Позже – вольные, революционные мысли, о чем Пушкин пишет, прямо сравнивая век нынешний и век минувший: «Теперь было бы для нас непонятно, каким образом холодный и сухой Гельвеций мог сделаться любимцем молодых людей, пылких и чувствительных, если бы мы, по несчастию, не знали, как соблазнительны для развивающихся умов мысли и правила новые, отвергаемые законом и преданиями… Другие мысли, столь же детские, другие мечты, столь же несбыточные, заменили мысли и мечты учеников Дидерота и Руссо, и легкомысленный поклонник молвы видит в них опять и цель человечества, и разрешение вечной загадки, не воображая, что в свою очередь они заменятся другими».
Пушкин, как видим, строг к «детским мыслям»; строг, потому что не забывает о цензуре и потому что пишет о себе. Фраза, мелькнувшая в статье о друге Радищева Федоре Ушакове, хорошо применима и к Пушкину: «Сходство умов и занятий сблизило с ним Радищева».
Но пойдем дальше: Радищев пишет оду «Вольность» и свой главный труд. Пушкин тоже написал оду «Вольность» и другие бесцензурные труды. Радищева ссылают – Пушкина тоже…
«Император Павел I, взошед на престол, вызвал Радищева из ссылки, возвратил ему чины и дворянство, обошелся с ним милостиво и взял с него обещание не писать ничего противного духу правительства».
Ну как не заметить параллель с возвращением Пушкина и его известной беседой с царем Николаем I.
Далее в статье идут строки, где уж вообще невозможно разделить двух писателей:
«Не станем укорять Радищева в слабости и непостоянстве характера. Время изменяет человека как в физическом, так и в духовном отношении.

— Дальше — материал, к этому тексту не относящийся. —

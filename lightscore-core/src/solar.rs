//! Solar position as consumed by the blockage model.
//!
//! The engine never computes ephemerides itself. A [`SolarPositionProvider`]
//! returns the sun's elevation and azimuth for a place and instant, and the
//! result is treated as opaque. Positions are time-dependent, so callers must
//! not cache them across requests.

use chrono::{DateTime, Utc};
use geo::Coord;
use thiserror::Error;

#[cfg(feature = "serde")]
use serde::{Deserialize, Serialize};

/// The sun's apparent position from a point on the ground.
#[derive(Debug, Clone, Copy, PartialEq)]
#[cfg_attr(feature = "serde", derive(Serialize, Deserialize))]
pub struct SunPosition {
    /// Angle above the horizon in degrees, `[-90, 90]`.
    pub elevation: f64,
    /// Compass bearing in degrees clockwise from north, `[0, 360)`.
    pub azimuth: f64,
}

/// Errors from [`SolarPositionProvider::position`].
#[derive(Debug, Clone, PartialEq, Eq, Error)]
pub enum SolarPositionError {
    /// No position could be resolved for the location and time.
    #[error("solar position unavailable: {reason}")]
    Unavailable {
        /// Human-readable cause.
        reason: String,
    },
}

/// Resolve the sun's position for a location and instant.
///
/// `instant` defaults to the current time when `None`. Implementations may
/// block on I/O; the engine imposes no retries or timeouts of its own.
///
/// # Examples
///
/// ```rust
/// use chrono::{DateTime, Utc};
/// use geo::Coord;
/// use lightscore_core::{SolarPositionError, SolarPositionProvider, SunPosition};
///
/// struct Zenith;
///
/// impl SolarPositionProvider for Zenith {
///     fn position(
///         &self,
///         _location: Coord<f64>,
///         _instant: Option<DateTime<Utc>>,
///     ) -> Result<SunPosition, SolarPositionError> {
///         Ok(SunPosition { elevation: 90.0, azimuth: 0.0 })
///     }
/// }
///
/// let sun = Zenith.position(Coord { x: 0.0, y: 0.0 }, None)?;
/// assert_eq!(sun.elevation, 90.0);
/// # Ok::<(), SolarPositionError>(())
/// ```
pub trait SolarPositionProvider: Send + Sync {
    /// Return the sun's position at `location`, `x = longitude`, `y = latitude`.
    fn position(
        &self,
        location: Coord<f64>,
        instant: Option<DateTime<Utc>>,
    ) -> Result<SunPosition, SolarPositionError>;
}

impl<P: SolarPositionProvider + ?Sized> SolarPositionProvider for &P {
    fn position(
        &self,
        location: Coord<f64>,
        instant: Option<DateTime<Utc>>,
    ) -> Result<SunPosition, SolarPositionError> {
        (**self).position(location, instant)
    }
}
//! Algorithmic solar ephemeris.
//!
//! [`AlgorithmicSunProvider`] evaluates the NOAA general solar-position
//! equations: Julian centuries since J2000, the sun's apparent longitude,
//! declination, the equation of time, and the local hour angle. Accuracy is
//! within about 0.01° for dates near the present. No atmospheric refraction is
//! applied, so elevations are geometric.

use chrono::{DateTime, Utc};
use geo::Coord;
use lightscore_core::{SolarPositionError, SolarPositionProvider, SunPosition};
use log::debug;

/// Julian date of the Unix epoch.
const UNIX_EPOCH_JULIAN_DATE: f64 = 2_440_587.5;
/// Julian date of J2000.0.
const J2000: f64 = 2_451_545.0;
const DAYS_PER_JULIAN_CENTURY: f64 = 36_525.0;
const SECONDS_PER_DAY: f64 = 86_400.0;
const MINUTES_PER_DAY: f64 = 1_440.0;

fn normalise(degrees: f64) -> f64 {
    degrees.rem_euclid(360.0)
}

/// Julian centuries since J2000.0 for `instant`.
fn julian_century(instant: DateTime<Utc>) -> f64 {
    let seconds = instant.timestamp() as f64 + f64::from(instant.timestamp_subsec_nanos()) * 1e-9;
    let julian_date = UNIX_EPOCH_JULIAN_DATE + seconds / SECONDS_PER_DAY;
    (julian_date - J2000) / DAYS_PER_JULIAN_CENTURY
}

/// Orbital quantities shared by the declination and equation of time.
struct Orbit {
    mean_longitude: f64,
    mean_anomaly: f64,
    eccentricity: f64,
    obliquity: f64,
    apparent_longitude: f64,
}

impl Orbit {
    fn at(t: f64) -> Self {
        let mean_longitude = normalise(280.466_46 + t * (36_000.769_83 + t * 0.000_303_2));
        let mean_anomaly = normalise(357.529_11 + t * (35_999.050_29 - t * 0.000_153_7));
        let eccentricity = 0.016_708_634 - t * (0.000_042_037 + t * 0.000_000_126_7);

        let m = mean_anomaly.to_radians();
        let centre = m.sin() * (1.914_602 - t * (0.004_817 + t * 0.000_014))
            + (2.0 * m).sin() * (0.019_993 - t * 0.000_101)
            + (3.0 * m).sin() * 0.000_289;
        let omega = (125.04 - 1_934.136 * t).to_radians();
        let apparent_longitude = mean_longitude + centre - 0.005_69 - 0.004_78 * omega.sin();

        let seconds = 21.448 - t * (46.815 + t * (0.000_59 - t * 0.001_813));
        let mean_obliquity = 23.0 + (26.0 + seconds / 60.0) / 60.0;
        let obliquity = mean_obliquity + 0.002_56 * omega.cos();

        Self {
            mean_longitude,
            mean_anomaly,
            eccentricity,
            obliquity,
            apparent_longitude,
        }
    }

    /// Solar declination in degrees.
    fn declination(&self) -> f64 {
        let e = self.obliquity.to_radians();
        let lambda = self.apparent_longitude.to_radians();
        (e.sin() * lambda.sin()).asin().to_degrees()
    }

    /// Equation of time in minutes.
    fn equation_of_time(&self) -> f64 {
        let y = (self.obliquity.to_radians() / 2.0).tan().powi(2);
        let l0 = self.mean_longitude.to_radians();
        let m = self.mean_anomaly.to_radians();
        let e = self.eccentricity;
        let radians = y * (2.0 * l0).sin() - 2.0 * e * m.sin()
            + 4.0 * e * y * m.sin() * (2.0 * l0).cos()
            - 0.5 * y * y * (4.0 * l0).sin()
            - 1.25 * e * e * (2.0 * m).sin();
        4.0 * radians.to_degrees()
    }
}

/// Compute the sun's elevation and azimuth at `location` for `instant`.
///
/// Azimuth is measured clockwise from true north.
fn solar_position(location: Coord<f64>, instant: DateTime<Utc>) -> SunPosition {
    let t = julian_century(instant);
    let orbit = Orbit::at(t);
    let declination = orbit.declination().to_radians();

    let minutes_utc = f64::from(instant.timestamp().rem_euclid(86_400) as u32) / 60.0
        + f64::from(instant.timestamp_subsec_nanos()) / 6e10;
    let true_solar_time =
        (minutes_utc + orbit.equation_of_time() + 4.0 * location.x).rem_euclid(MINUTES_PER_DAY);
    let hour_angle = (true_solar_time / 4.0 - 180.0).to_radians();

    let latitude = location.y.to_radians();
    let sin_elevation = latitude.sin() * declination.sin()
        + latitude.cos() * declination.cos() * hour_angle.cos();
    let elevation = sin_elevation.clamp(-1.0, 1.0).asin().to_degrees();

    let azimuth = normalise(
        hour_angle
            .sin()
            .atan2(hour_angle.cos() * latitude.sin() - declination.tan() * latitude.cos())
            .to_degrees()
            + 180.0,
    );

    SunPosition { elevation, azimuth }
}

/// [`SolarPositionProvider`] computing positions locally.
///
/// # Examples
/// ```
/// use chrono::{TimeZone, Utc};
/// use geo::Coord;
/// use lightscore_core::SolarPositionProvider;
/// use lightscore_data::solar::AlgorithmicSunProvider;
///
/// let noon = Utc.with_ymd_and_hms(2024, 3, 20, 12, 7, 0).single();
/// let sun = AlgorithmicSunProvider.position(Coord { x: 0.0, y: 0.0 }, noon)?;
/// assert!(sun.elevation > 89.0);
/// # Ok::<(), lightscore_core::SolarPositionError>(())
/// ```
#[derive(Debug, Default, Clone, Copy)]
pub struct AlgorithmicSunProvider;

impl SolarPositionProvider for AlgorithmicSunProvider {
    fn position(
        &self,
        location: Coord<f64>,
        instant: Option<DateTime<Utc>>,
    ) -> Result<SunPosition, SolarPositionError> {
        let Coord {
            x: longitude,
            y: latitude,
        } = location;
        if !latitude.is_finite() || !longitude.is_finite() {
            return Err(SolarPositionError::Unavailable {
                reason: format!("non-finite location ({latitude}, {longitude})"),
            });
        }
        if !(-90.0..=90.0).contains(&latitude) {
            return Err(SolarPositionError::Unavailable {
                reason: format!("latitude {latitude} is outside [-90, 90]"),
            });
        }
        let instant = instant.unwrap_or_else(Utc::now);
        let position = solar_position(location, instant);
        debug!(
            "sun at ({latitude}, {longitude}) {instant}: elevation {:.2}°, azimuth {:.2}°",
            position.elevation, position.azimuth
        );
        Ok(position)
    }
}
//! Facade crate for the light score engine.
//!
//! This crate re-exports the core domain types and, behind the `data`
//! feature, the GeoJSON ingester, the LocationIQ geocoder and the
//! algorithmic sun position provider.

#![forbid(unsafe_code)]

pub use lightscore_core::{
    Address, BlockageResult, BuildingCatalog, BuildingRecord, Coordinates, Direction,
    GeocodeError, Geocoder, LightScoreError, LightScoreReport, LightScorer, NearbyBuilding,
    ObservationPoint, ProximityIndex, ScoreDetails, ScoringConfig, ScoringModel, SharedIndex,
    SolarPositionProvider, SunPosition,
};

#[cfg(feature = "serde")]
pub use lightscore_core::{ArtefactError, load_catalog, write_catalog};

#[cfg(feature = "data")]
pub use lightscore_data::{
    AlgorithmicSunProvider, IngestError, IngestSummary, LocationIqConfig, LocationIqGeocoder,
    ingest_geojson,
};
//! Attribute table of a building footprint feature.

use geo::Coord;
use lightscore_core::{BuildingRecord, BuildingRecordError, HeightAttributes};
use serde::Deserialize;
use serde_json::Value;
use thiserror::Error;

/// Why a feature was skipped.
#[derive(Debug, Error)]
pub(super) enum FeatureError {
    #[error("feature has no properties object")]
    MissingProperties,
    #[error("feature properties are malformed: {0}")]
    Malformed(#[from] serde_json::Error),
    #[error("feature has no coordinates")]
    MissingCoordinates,
    #[error(transparent)]
    Invalid(#[from] BuildingRecordError),
}

/// Column names follow the municipal footprint export; lower-case aliases are
/// accepted for hand-written files.
#[derive(Debug, Default, Deserialize)]
struct BuildingProperties {
    #[serde(rename = "LATITUDE", alias = "latitude", default)]
    latitude: Option<f64>,
    #[serde(rename = "LONGITUDE", alias = "longitude", default)]
    longitude: Option<f64>,
    #[serde(rename = "MIN_HEIGHT", alias = "min_height", default)]
    min_height: Option<f64>,
    #[serde(rename = "MAX_HEIGHT", alias = "max_height", default)]
    max_height: Option<f64>,
    #[serde(rename = "AVG_HEIGHT", alias = "avg_height", default)]
    avg_height: Option<f64>,
    #[serde(rename = "HEIGHT_MSL", alias = "height_msl", default)]
    height_msl: Option<f64>,
    #[serde(rename = "SHAPE_AREA", alias = "shape_area", default)]
    shape_area: Option<f64>,
}

/// `[lng, lat]` of a `Point` geometry, used when the attribute table carries
/// no coordinates.
fn point_geometry(feature: &Value) -> Option<Coord<f64>> {
    let geometry = feature.get("geometry")?;
    if geometry.get("type")?.as_str()? != "Point" {
        return None;
    }
    let coordinates = geometry.get("coordinates")?.as_array()?;
    Some(Coord {
        x: coordinates.first()?.as_f64()?,
        y: coordinates.get(1)?.as_f64()?,
    })
}

/// Convert one GeoJSON feature into a catalog record.
pub(super) fn building_from_feature(feature: &Value) -> Result<BuildingRecord, FeatureError> {
    let properties = feature
        .get("properties")
        .filter(|p| p.is_object())
        .ok_or(FeatureError::MissingProperties)?;
    let props = BuildingProperties::deserialize(properties)?;

    let location = match (props.latitude, props.longitude) {
        (Some(latitude), Some(longitude)) => Coord {
            x: longitude,
            y: latitude,
        },
        _ => point_geometry(feature).ok_or(FeatureError::MissingCoordinates)?,
    };
    let heights = HeightAttributes {
        min: props.min_height,
        max: props.max_height,
        average: props.avg_height,
        sea_level: props.height_msl,
    };
    Ok(BuildingRecord::new(
        location,
        heights,
        props.shape_area.unwrap_or_default(),
    )?)
}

Муж, со вздохом иль с улыбкою, отвергает мечты, волновавшие юношу. Моложавые мысли, как и моложавое лицо, всегда имеют что-то странное и смешное. Глупец один не изменяется, ибо время не приносит ему развития, а опыты для него не существуют. Мог ли чувствительный и пылкий Радищев не содрогнуться при виде того, что происходило во Франции во время Ужаса? мог ли он без омерзения глубокого слышать некогда любимые свои мысли, проповедуемые с высоты гильотины, при гнусных рукоплесканиях черни? Увлеченный однажды львиным ревом колоссального Мирабо, он уже не хотел сделаться поклонником Робеспьера, этого сентиментального тигра».
Здесь, конечно, полускрытая пушкинская исповедь – об эволюции собственных взглядов, – для чего жизнь Радищева важнейший повод. И вот Радищев на свободе, на службе; ему хочется принести пользу, ибо имел «отвращение от многих злоупотреблений и некоторые благонамеренные виды».
Ничего не выходит: от прежних идей Радищев как будто удалился – новые хозяева ему не очень доверяют, угрожают: «Эй, Александр Николаевич, охота тебе пустословить по-прежнему! или мало тебе было Сибири?»
Радищев оканчивает жизнь самоубийством: «Огорченный и испуганный, он возвратился домой, вспомнил о друге своей молодости, об лейпцигском студенте, подавшем ему некогда первую мысль о самоубийстве, и… отравился. Конец, им давно предвиденный и который он сам себе напророчил!»